I am moved by fancies that are curled
Around these images, and cling:
The notion of some infinitely gentle
Infinitely suffering thing.

  • We see a change in perspective here. Now, we get the speaker himself (or herself) in the first person. Suddenly, our speaker is involved, instead of just narrating from afar.
  • The speaker sees a more hopeful world, one where something "infinitely gentle" floats around dreary images. 
  • But "thing" is not exactly the most specific word. Is he keeping it kind of vague on purpose? Are we supposed to guess what this "thing" is, or is it something (like the soul) that can't really be pinned down? Whatever these vague "fancies" might be, they don't give up. They're eternal.
  • This moves the speaker, perhaps enough to make him or her use first-person perspective for the first time in the poem.
  • But is our speaker moved in a positive, hopeful way, or is he or she still totally bummed out?
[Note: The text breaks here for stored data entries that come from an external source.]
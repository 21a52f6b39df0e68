//! Organization catalog implementation.
//!
//! Read-mostly reference data. Classification code objects and enrichment
//! collections live in JSONB columns; a stored value whose shape no longer
//! matches the closed structs fails the read with a validation error rather
//! than leaking malformed data downstream.

use async_trait::async_trait;
use chrono::Utc;
use serde::de::DeserializeOwned;
use serde::Serialize;
use serde_json::Value as JsonValue;
use sqlx::postgres::PgRow;
use sqlx::{Pool, Postgres, Row};
use uuid::Uuid;

use compass_core::{
    Error, NewOrganization, Organization, OrganizationCatalog, OrganizationEnrichment,
    OrganizationSearchFilters, Result,
};

use crate::catalog_filter::{CatalogFilterQueryBuilder, QueryParam};

/// Column list shared by every read path so `org_from_row` sees a
/// consistent row shape.
const ORG_COLUMNS: &str = "id, ein, name, sort_name, ico, street, city, state, zip, \
     group_exemption, subsection, classification, ruling, affiliation, deductibility, \
     foundation, activity_codes, organization_code, status, tax_period, asset_code, \
     income_code, filing_req_code, pf_filing_req_code, acct_period, asset_amt, \
     income_amt, revenue_amt, ntee_code, mission, tagline, why_support, \
     one_sentence_summary, unique_trait, target_audience, geographic_focus, keywords, \
     activities, social_media_urls, donation_url, email_addresses, logo_url, \
     website_url, confirmed_at, created_at_utc, updated_at_utc";

/// Predicate for the swipe-deck subset. Computed from the row, never a
/// stored flag, so enrichment updates change eligibility immediately.
const RECOMMENDABLE: &str =
    "website_url IS NOT NULL AND confirmed_at IS NOT NULL AND cardinality(keywords) > 0";

/// PostgreSQL implementation of OrganizationCatalog.
pub struct PgOrganizationCatalog {
    pool: Pool<Postgres>,
}

impl PgOrganizationCatalog {
    /// Create a new PgOrganizationCatalog with the given connection pool.
    pub fn new(pool: Pool<Postgres>) -> Self {
        Self { pool }
    }
}

fn required_json<T: DeserializeOwned>(row: &PgRow, column: &str) -> Result<T> {
    let value: JsonValue = row.try_get(column).map_err(Error::Database)?;
    serde_json::from_value(value)
        .map_err(|e| Error::Validation(format!("stored {} is malformed: {}", column, e)))
}

fn optional_json<T: DeserializeOwned>(row: &PgRow, column: &str) -> Result<Option<T>> {
    let value: Option<JsonValue> = row.try_get(column).map_err(Error::Database)?;
    value
        .map(serde_json::from_value)
        .transpose()
        .map_err(|e| Error::Validation(format!("stored {} is malformed: {}", column, e)))
}

fn to_json<T: Serialize>(value: &T) -> Result<JsonValue> {
    serde_json::to_value(value).map_err(Error::from)
}

fn opt_to_json<T: Serialize>(value: &Option<T>) -> Result<Option<JsonValue>> {
    value.as_ref().map(serde_json::to_value).transpose().map_err(Error::from)
}

fn org_from_row(row: &PgRow) -> Result<Organization> {
    Ok(Organization {
        id: row.try_get("id").map_err(Error::Database)?,
        ein: row.try_get("ein").map_err(Error::Database)?,
        name: row.try_get("name").map_err(Error::Database)?,
        sort_name: row.try_get("sort_name").map_err(Error::Database)?,
        ico: row.try_get("ico").map_err(Error::Database)?,
        street: row.try_get("street").map_err(Error::Database)?,
        city: row.try_get("city").map_err(Error::Database)?,
        state: row.try_get("state").map_err(Error::Database)?,
        zip: row.try_get("zip").map_err(Error::Database)?,
        group_exemption: row.try_get("group_exemption").map_err(Error::Database)?,
        subsection: row.try_get("subsection").map_err(Error::Database)?,
        classification: row.try_get("classification").map_err(Error::Database)?,
        ruling: row.try_get("ruling").map_err(Error::Database)?,
        affiliation: required_json(row, "affiliation")?,
        deductibility: optional_json(row, "deductibility")?,
        foundation: optional_json(row, "foundation")?,
        activity_codes: required_json(row, "activity_codes")?,
        organization_code: optional_json(row, "organization_code")?,
        status: required_json(row, "status")?,
        tax_period: row.try_get("tax_period").map_err(Error::Database)?,
        asset_code: required_json(row, "asset_code")?,
        income_code: row.try_get("income_code").map_err(Error::Database)?,
        filing_req_code: required_json(row, "filing_req_code")?,
        pf_filing_req_code: optional_json(row, "pf_filing_req_code")?,
        acct_period: row.try_get("acct_period").map_err(Error::Database)?,
        asset_amt: row.try_get("asset_amt").map_err(Error::Database)?,
        income_amt: row.try_get("income_amt").map_err(Error::Database)?,
        revenue_amt: row.try_get("revenue_amt").map_err(Error::Database)?,
        ntee_code: optional_json(row, "ntee_code")?,
        mission: row.try_get("mission").map_err(Error::Database)?,
        tagline: row.try_get("tagline").map_err(Error::Database)?,
        why_support: row.try_get("why_support").map_err(Error::Database)?,
        one_sentence_summary: row
            .try_get("one_sentence_summary")
            .map_err(Error::Database)?,
        unique_trait: row.try_get("unique_trait").map_err(Error::Database)?,
        target_audience: row.try_get("target_audience").map_err(Error::Database)?,
        geographic_focus: row.try_get("geographic_focus").map_err(Error::Database)?,
        keywords: row.try_get("keywords").map_err(Error::Database)?,
        activities: required_json(row, "activities")?,
        social_media_urls: optional_json(row, "social_media_urls")?,
        donation_url: row.try_get("donation_url").map_err(Error::Database)?,
        email_addresses: row.try_get("email_addresses").map_err(Error::Database)?,
        logo_url: row.try_get("logo_url").map_err(Error::Database)?,
        website_url: row.try_get("website_url").map_err(Error::Database)?,
        confirmed_at: row.try_get("confirmed_at").map_err(Error::Database)?,
        created_at_utc: row.try_get("created_at_utc").map_err(Error::Database)?,
        updated_at_utc: row.try_get("updated_at_utc").map_err(Error::Database)?,
    })
}

#[async_trait]
impl OrganizationCatalog for PgOrganizationCatalog {
    async fn get_by_id(&self, id: Uuid) -> Result<Option<Organization>> {
        let row = sqlx::query(&format!(
            "SELECT {} FROM tax_exempt_organization WHERE id = $1",
            ORG_COLUMNS
        ))
        .bind(id)
        .fetch_optional(&self.pool)
        .await
        .map_err(Error::Database)?;

        row.as_ref().map(org_from_row).transpose()
    }

    async fn get_by_ein(&self, ein: &str) -> Result<Option<Organization>> {
        let row = sqlx::query(&format!(
            "SELECT {} FROM tax_exempt_organization WHERE ein = $1",
            ORG_COLUMNS
        ))
        .bind(ein)
        .fetch_optional(&self.pool)
        .await
        .map_err(Error::Database)?;

        row.as_ref().map(org_from_row).transpose()
    }

    async fn search(
        &self,
        filters: &OrganizationSearchFilters,
        limit: i64,
        offset: i64,
    ) -> Result<Vec<Organization>> {
        let (where_clause, params) =
            CatalogFilterQueryBuilder::new(filters.clone(), 0).build();
        let sql = format!(
            "SELECT {} FROM tax_exempt_organization WHERE {} \
             ORDER BY name ASC LIMIT ${} OFFSET ${}",
            ORG_COLUMNS,
            where_clause,
            params.len() + 1,
            params.len() + 2,
        );

        let mut query = sqlx::query(&sql);
        for param in params {
            query = match param {
                QueryParam::String(s) => query.bind(s),
                QueryParam::Int(i) => query.bind(i),
            };
        }

        let rows = query
            .bind(limit)
            .bind(offset)
            .fetch_all(&self.pool)
            .await
            .map_err(Error::Database)?;

        rows.iter().map(org_from_row).collect()
    }

    async fn get_recommended(&self, limit: i64) -> Result<Vec<Organization>> {
        let rows = sqlx::query(&format!(
            "SELECT {} FROM tax_exempt_organization WHERE {} ORDER BY name ASC LIMIT $1",
            ORG_COLUMNS, RECOMMENDABLE
        ))
        .bind(limit)
        .fetch_all(&self.pool)
        .await
        .map_err(Error::Database)?;

        rows.iter().map(org_from_row).collect()
    }

    async fn get_by_ids(&self, ids: &[Uuid]) -> Result<Vec<Organization>> {
        if ids.is_empty() {
            return Ok(Vec::new());
        }

        let rows = sqlx::query(&format!(
            "SELECT {} FROM tax_exempt_organization WHERE id = ANY($1)",
            ORG_COLUMNS
        ))
        .bind(ids)
        .fetch_all(&self.pool)
        .await
        .map_err(Error::Database)?;

        rows.iter().map(org_from_row).collect()
    }

    async fn insert(&self, org: NewOrganization) -> Result<Uuid> {
        let id = Uuid::new_v4();
        let now = Utc::now();

        let result = sqlx::query(
            r#"
            INSERT INTO tax_exempt_organization
                (id, ein, name, sort_name, ico, street, city, state, zip,
                 group_exemption, subsection, classification, ruling, affiliation,
                 deductibility, foundation, activity_codes, organization_code, status,
                 tax_period, asset_code, income_code, filing_req_code,
                 pf_filing_req_code, acct_period, asset_amt, income_amt, revenue_amt,
                 ntee_code, created_at_utc, updated_at_utc)
            VALUES ($1, $2, $3, $4, $5, $6, $7, $8, $9, $10, $11, $12, $13, $14,
                    $15, $16, $17, $18, $19, $20, $21, $22, $23, $24, $25, $26,
                    $27, $28, $29, $30, $30)
            "#,
        )
        .bind(id)
        .bind(&org.ein)
        .bind(&org.name)
        .bind(&org.sort_name)
        .bind(&org.ico)
        .bind(&org.street)
        .bind(&org.city)
        .bind(&org.state)
        .bind(&org.zip)
        .bind(&org.group_exemption)
        .bind(&org.subsection)
        .bind(&org.classification)
        .bind(&org.ruling)
        .bind(to_json(&org.affiliation)?)
        .bind(opt_to_json(&org.deductibility)?)
        .bind(opt_to_json(&org.foundation)?)
        .bind(to_json(&org.activity_codes)?)
        .bind(opt_to_json(&org.organization_code)?)
        .bind(to_json(&org.status)?)
        .bind(&org.tax_period)
        .bind(to_json(&org.asset_code)?)
        .bind(&org.income_code)
        .bind(to_json(&org.filing_req_code)?)
        .bind(opt_to_json(&org.pf_filing_req_code)?)
        .bind(&org.acct_period)
        .bind(org.asset_amt)
        .bind(org.income_amt)
        .bind(org.revenue_amt)
        .bind(opt_to_json(&org.ntee_code)?)
        .bind(now)
        .execute(&self.pool)
        .await;

        match result {
            Ok(_) => Ok(id),
            Err(e) => {
                if e.as_database_error()
                    .map(|d| d.is_unique_violation())
                    .unwrap_or(false)
                {
                    Err(Error::Conflict(format!(
                        "organization with EIN {} already exists",
                        org.ein
                    )))
                } else {
                    Err(Error::Database(e))
                }
            }
        }
    }

    async fn update_enrichment(
        &self,
        ein: &str,
        enrichment: OrganizationEnrichment,
    ) -> Result<Option<Organization>> {
        let now = Utc::now();

        // NULL binds fall through COALESCE, leaving the stored value intact.
        let row = sqlx::query(&format!(
            r#"
            UPDATE tax_exempt_organization SET
                mission = COALESCE($2, mission),
                tagline = COALESCE($3, tagline),
                why_support = COALESCE($4, why_support),
                one_sentence_summary = COALESCE($5, one_sentence_summary),
                unique_trait = COALESCE($6, unique_trait),
                target_audience = COALESCE($7, target_audience),
                geographic_focus = COALESCE($8, geographic_focus),
                keywords = COALESCE($9, keywords),
                activities = COALESCE($10, activities),
                social_media_urls = COALESCE($11, social_media_urls),
                donation_url = COALESCE($12, donation_url),
                email_addresses = COALESCE($13, email_addresses),
                logo_url = COALESCE($14, logo_url),
                website_url = COALESCE($15, website_url),
                confirmed_at = COALESCE($16, confirmed_at),
                updated_at_utc = $17
            WHERE ein = $1
            RETURNING {}
            "#,
            ORG_COLUMNS
        ))
        .bind(ein)
        .bind(&enrichment.mission)
        .bind(&enrichment.tagline)
        .bind(&enrichment.why_support)
        .bind(&enrichment.one_sentence_summary)
        .bind(&enrichment.unique_trait)
        .bind(&enrichment.target_audience)
        .bind(&enrichment.geographic_focus)
        .bind(&enrichment.keywords)
        .bind(opt_to_json(&enrichment.activities)?)
        .bind(opt_to_json(&enrichment.social_media_urls)?)
        .bind(&enrichment.donation_url)
        .bind(&enrichment.email_addresses)
        .bind(&enrichment.logo_url)
        .bind(&enrichment.website_url)
        .bind(enrichment.confirmed_at)
        .bind(now)
        .fetch_optional(&self.pool)
        .await
        .map_err(Error::Database)?;

        row.as_ref().map(org_from_row).transpose()
    }

    async fn delete_by_ein(&self, ein: &str) -> Result<bool> {
        let result = sqlx::query("DELETE FROM tax_exempt_organization WHERE ein = $1")
            .bind(ein)
            .execute(&self.pool)
            .await
            .map_err(Error::Database)?;
        Ok(result.rows_affected() > 0)
    }

    async fn count(&self) -> Result<i64> {
        let row = sqlx::query("SELECT COUNT(*) AS count FROM tax_exempt_organization")
            .fetch_one(&self.pool)
            .await
            .map_err(Error::Database)?;
        row.try_get("count").map_err(Error::Database)
    }
}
Let's read on to the finale.

Lines 52-54

Wipe your hand across your mouth, and laugh;
The worlds revolve like ancient women
Gathering fuel in vacant lots.

  • With this strange, compelling final image, Eliot's speaker reminds us that the world "revolves"; history repeats itself. There'll always be women gathering fuel in dismal, "vacant lots."
  • Remember what he said earlier about time having no meaning, since we are always doing the same things? He's echoing that here. 
  • Basically, human life will always involve dreary, monotonous situations, like the ones we've seen in the poem.
  • It's hard out there—especially for women. It's interesting that both here, and in stanza 2, the speaker specifically indicates that women struggle. In any case, it's not a super-hopeful thought…
  • Though, on the plus side, he does tell us to buck up and laugh. The command to wipe our mouth seems to indicate some kind of preparation. It's as though we're being told prepare our face (clean all the tears and spit and cookie crumbs off) to face reality with a chuckle. Of course, whether it's a bitter laugh or a joyful one is… well, up for debate.